A Wicked Welcome to Nikki Woolfolk!

Julie here, sweating in Somerville (where’s fall?)

I have met Nikki Woolfolk a couple of times, but know her best through Facebook. I love reading about her work as a Chocolatier, love of steam punk, and writing career. When I found out that her book, MISE EN DEATH, was coming out on October 15, I invited her to the blog so you would all get to know her as well. Welcome, Nikki!

3 Ways to Create Captivating Characters Without Bogging Down Your Plot

by Nikki Woolfolk

digital-cover-ingram (2)A tale of whodunit is what makes us pick up a novel, but what make us devour a story are the characters.

Creating engaging characters is similar to being given juicy gossip minus the risk to reputation. In mystery novels, our guilty pleasure of peeking into another life and sharing their worries is rewarded. The author invites us into the sleuth’s world through the relationships between secondary characters, setting, and their career. Those relationships act as a mirror for our main character and sometimes the reader themselves.

Secondary characters

The old adage of how a person treats the wait staff at a restaurant tells you all you need to know about them runs true for fictional characters. Whether it has two legs or four paws, readers learn about the main character by how they communicate with those around them. Instead of info dumping an author can use dialogue between the sleuth and secondary characters to show who they are while moving the plot forward.


Setting goes beyond a weather forecast. Setting is a time or a place that helps to set a mood for your readers as your characters navigate in the world they live, the cultural atmosphere and historical setting.

Growing up in the West coast, with a father born in the South and a mother born up North gave me a unique perspective. A perspective I was not aware of until I recently gave ARCs of my newest mystery, MISE EN DEATH, a historical culinary cozy.

I did mention the Louisiana summer humidity in the fictional coastal town of Honfleur, but to help immerse readers into the world I used Southern nuances. One way was in a name. Mister Jones. Mister Jones is a fellow student at the school, but his peers are called by their given name without a title.

A few of my New England readers pointed it out believing it an error. My Southern readers or those raised by Southern family did not give it a second thought and continued reading. In Mister Jones I am telling the reader the race of Mister Jones, sharing the cultural dynamics and hinting at the alternative historical universe I’ve created.

Speaking of alternative history…

While attending college I wanted to follow in one of my uncles footsteps and become a psychologist.
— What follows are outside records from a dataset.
//! File modification timestamps.

use serde::{Deserialize, Serialize};
use std::fmt;
use std::path::Path;
use std::time::{Duration, SystemTime, UNIX_EPOCH};

/// A point in time as seconds plus nanoseconds since the Unix epoch.
///
/// Stored in cache files instead of [`SystemTime`] so the serialized form is
/// plain integers and comparisons are total.
#[derive(Clone, Copy, PartialEq, Eq, PartialOrd, Ord, Hash, Serialize, Deserialize)]
pub struct Timestamp {
    /// Whole seconds since the Unix epoch.
    pub secs: u64,
    /// Sub-second nanoseconds.
    pub nanos: u32,
}

impl Timestamp {
    /// The current wall-clock time.
    pub fn now() -> Self {
        Self::from_system_time(SystemTime::now())
    }

    /// Converts a [`SystemTime`]. Times before the epoch clamp to zero.
    pub fn from_system_time(time: SystemTime) -> Self {
        let since = time.duration_since(UNIX_EPOCH).unwrap_or(Duration::ZERO);
        Self {
            secs: since.as_secs(),
            nanos: since.subsec_nanos(),
        }
    }

    /// Converts back to a [`SystemTime`].
    pub fn to_system_time(self) -> SystemTime {
        UNIX_EPOCH + Duration::new(self.secs, self.nanos)
    }

    /// Reads the modification time of the file at `path`.
    ///
    /// Returns `None` if the file doesn't exist or the platform can't report
    /// a modification time. Callers treat `None` as "unknown, assume changed".
    pub fn of_file(path: &Path) -> Option<Self> {
        let meta = std::fs::metadata(path).ok()?;
        meta.modified().ok().map(Self::from_system_time)
    }
}

impl fmt::Debug for Timestamp {
    fn fmt(&self, f: &mut fmt::Formatter<'_>) -> fmt::Result {
        write!(f, "Timestamp({}.{:09})", self.secs, self.nanos)
    }
}
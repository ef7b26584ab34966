//! Target resolution: merging global settings into one target with absolute paths.

use crate::error::ConfigError;
use crate::types::{BuildConfig, ProjectConfig, TargetKind};
use std::collections::BTreeMap;
use std::path::{Component, Path, PathBuf};

/// One root of a resolved target: a source compiled on its own or as part of
/// the target bundle.
#[derive(Debug, Clone, PartialEq)]
pub struct ResolvedRoot {
    /// Absolute path of the root source.
    pub source: PathBuf,
    /// Absolute path of the root's own artifact (view targets only).
    pub output: Option<PathBuf>,
    /// Absolute path of the controlling script (view targets only).
    pub controller: Option<PathBuf>,
}

/// A fully resolved target with global settings merged and every path made
/// absolute against the project directory.
#[derive(Debug, Clone)]
pub struct ResolvedTarget {
    /// The target name.
    pub name: String,
    /// Front end used for this target.
    pub kind: TargetKind,
    /// Absolute artifact path (output directory for view targets).
    pub output: PathBuf,
    /// Roots in declaration order.
    pub roots: Vec<ResolvedRoot>,
    /// Named entry points exposed by the target.
    pub entry_points: Vec<String>,
    /// Global build parameters.
    pub build: BuildConfig,
    /// Absolute cache directory.
    pub cache_dir: PathBuf,
    /// Global constant definitions.
    pub defines: BTreeMap<String, String>,
    /// Build/version marker (the project version).
    pub version: String,
}

impl ResolvedTarget {
    /// Returns `true` if every root compiles into the single target artifact,
    /// as opposed to one artifact per root.
    pub fn is_bundled(&self) -> bool {
        self.kind != TargetKind::View
    }
}

/// Resolves a named target against `project_dir`.
pub fn resolve_target(
    config: &ProjectConfig,
    project_dir: &Path,
    target_name: &str,
) -> Result<ResolvedTarget, ConfigError> {
    let target = config
        .targets
        .get(target_name)
        .ok_or_else(|| ConfigError::UnknownTarget {
            name: target_name.to_string(),
            configured: config.targets.keys().cloned().collect::<Vec<_>>().join(", "),
        })?;

    let roots = match target.kind {
        TargetKind::View => target
            .views
            .iter()
            .map(|view| ResolvedRoot {
                source: absolutize(project_dir, &view.source),
                output: Some(absolutize(project_dir, &view.output)),
                controller: view
                    .controller
                    .as_deref()
                    .map(|c| absolutize(project_dir, c)),
            })
            .collect(),
        TargetKind::Script | TargetKind::Stylesheet | TargetKind::Shader => target
            .entries
            .iter()
            .map(|entry| ResolvedRoot {
                source: absolutize(project_dir, entry),
                output: None,
                controller: None,
            })
            .collect(),
    };

    Ok(ResolvedTarget {
        name: target_name.to_string(),
        kind: target.kind,
        output: absolutize(project_dir, &target.output),
        roots,
        entry_points: target.entry_points.clone(),
        build: config.build.clone(),
        cache_dir: absolutize(project_dir, &config.build.cache_dir),
        defines: config.defines.clone(),
        version: config.project.version.clone(),
    })
}

/// Joins a relative configuration path onto the project directory and
/// normalizes the result, so one file always resolves to one path.
fn absolutize(project_dir: &Path, p: &str) -> PathBuf {
    let path = Path::new(p);
    if path.is_absolute() {
        normalize(path)
    } else {
        normalize(&project_dir.join(path))
    }
}

/// Removes `.` components and folds `..` into the preceding component,
/// without touching the filesystem. `..` at the root stays at the root.
fn normalize(path: &Path) -> PathBuf {
    let mut out = PathBuf::new();
    for component in path.components() {
        match component {
            Component::CurDir => {}
            Component::ParentDir => match out.components().next_back() {
                Some(Component::Normal(_)) => {
                    out.pop();
                }
                Some(Component::RootDir | Component::Prefix(_)) => {}
                _ => out.push(".."),
            },
            other => out.push(other),
        }
    }
    out
}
My studies brought me to see motivation, patterns, behaviors and other factors come into play with people. In the end I chose a different career path, but I kept the “what if” aspect of my psyche when developing characters. The largest what if I chose to explore was the Civil War.

What if the Civil War never had happened?
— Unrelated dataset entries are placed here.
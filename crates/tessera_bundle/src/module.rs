//! The front-end-neutral view of one parsed source file.
//!
//! A front end reduces its syntax tree to a [`ParsedModule`]: what the file
//! declares at top level, what it imports and exports, and which names each
//! declaration and top-level statement refers to. That is all the bundle
//! pipeline needs to order, link, prune and rename units.

use std::path::PathBuf;

use tessera_common::Ident;

/// Visibility of a top-level declaration beyond its bundle.
#[derive(Clone, Copy, Debug, PartialEq, Eq, Default)]
pub enum Linkage {
    /// Visible only through imports; renamed freely.
    #[default]
    Internal,
    /// Visible across independently built bundles. Gets a stable name
    /// derived from its path and source name, and is always live.
    Universal,
}

/// A free identifier used by a declaration or top-level statement.
#[derive(Clone, Copy, Debug, PartialEq, Eq)]
pub enum Reference {
    /// A plain identifier.
    Name(Ident),
    /// A member access `object.member`. Resolved through the namespace
    /// object when `object` is a namespace import.
    Member {
        /// The object identifier.
        object: Ident,
        /// The accessed member.
        member: Ident,
    },
}

/// A top-level declaration.
#[derive(Clone, Debug, PartialEq)]
pub struct Declaration {
    /// Source name.
    pub name: Ident,
    /// Linkage.
    pub linkage: Linkage,
    /// Free identifiers used by the declaration's body, in source order.
    pub references: Vec<Reference>,
}

/// What an import binds.
#[derive(Clone, Copy, Debug, PartialEq, Eq)]
pub enum ImportItem {
    /// One exported name.
    Named(Ident),
    /// The exporter's whole namespace object.
    Namespace,
}

/// An import statement binding one local name.
#[derive(Clone, Debug, PartialEq)]
pub struct Import {
    /// Local name introduced by the import.
    pub local: Ident,
    /// Path of the exporting unit.
    pub source: PathBuf,
    /// What is imported.
    pub item: ImportItem,
}

/// An export statement.
#[derive(Clone, Debug, PartialEq)]
pub enum Export {
    /// Exports a local binding, a declaration or an import, under `name`.
    Local {
        /// Exported name.
        name: Ident,
        /// Local binding being exported.
        local: Ident,
    },
    /// Re-exports everything `source` exports.
    All {
        /// Path of the re-exported unit.
        source: PathBuf,
    },
}

/// A parsed source file, as seen by the bundle pipeline.
#[derive(Clone, Debug, Default, PartialEq)]
pub struct ParsedModule {
    /// Paths this file depends on beyond its imports and re-exports
    /// (included files, referenced assets).
    pub dependencies: Vec<PathBuf>,
    /// Top-level declarations in source order.
    pub declarations: Vec<Declaration>,
    /// Imports in source order.
    pub imports: Vec<Import>,
    /// Exports in source order.
    pub exports: Vec<Export>,
    /// Free identifiers used by top-level statements that always execute.
    pub effects: Vec<Reference>,
}

impl ParsedModule {
    /// Returns the effective dependency list: raw dependencies, then import
    /// sources, then re-export sources, in first-seen order without
    /// duplicates.
    pub fn effective_dependencies(&self) -> Vec<PathBuf> {
        let reexports = self.exports.iter().filter_map(|e| match e {
            Export::All { source } => Some(source),
            Export::Local { .. } => None,
        });
        let mut seen = std::collections::HashSet::new();
        self.dependencies
            .iter()
            .chain(self.imports.iter().map(|i| &i.source))
            .chain(reexports)
            .filter(|p| seen.insert(p.as_path()))
            .cloned()
            .collect()
    }

    /// Returns the index of the first declaration named `name`.
    pub fn declaration(&self, name: Ident) -> Option<usize> {
        self.declarations.iter().position(|d| d.name == name)
    }
}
How would this affect our society? Would women have further advances in career and their place in leadership rolls?

The world I’ve created is not filled with endless gadgets or the window dressing per se. This society and its culture, reflect the positive psychological outcomes made due to the women’s movement, Nat Turner’s revolt succeeding, and the promotion of equal education for all in the States.

Where MISE EN DEATH begins is decades later and the people still have the same fears and joys that connect readers. Cozy mysteries can be set anywhere but are always about the people living and working within the town.


Often times readers are either wanting to live vicariously through the sleuth’s career. The reader trusts the author to draw them into the story, not just read it.

Writing my sleuthing heroine as a chocolatier working at a culinary school was my way to share what few are privy to. Enough people watch cooking shows and read recipes, but in MISE EN DEATH the reader gets to walk in sleuthing chef’s shoes, observe her relationship with her students and see students find their place in the world of cuisine.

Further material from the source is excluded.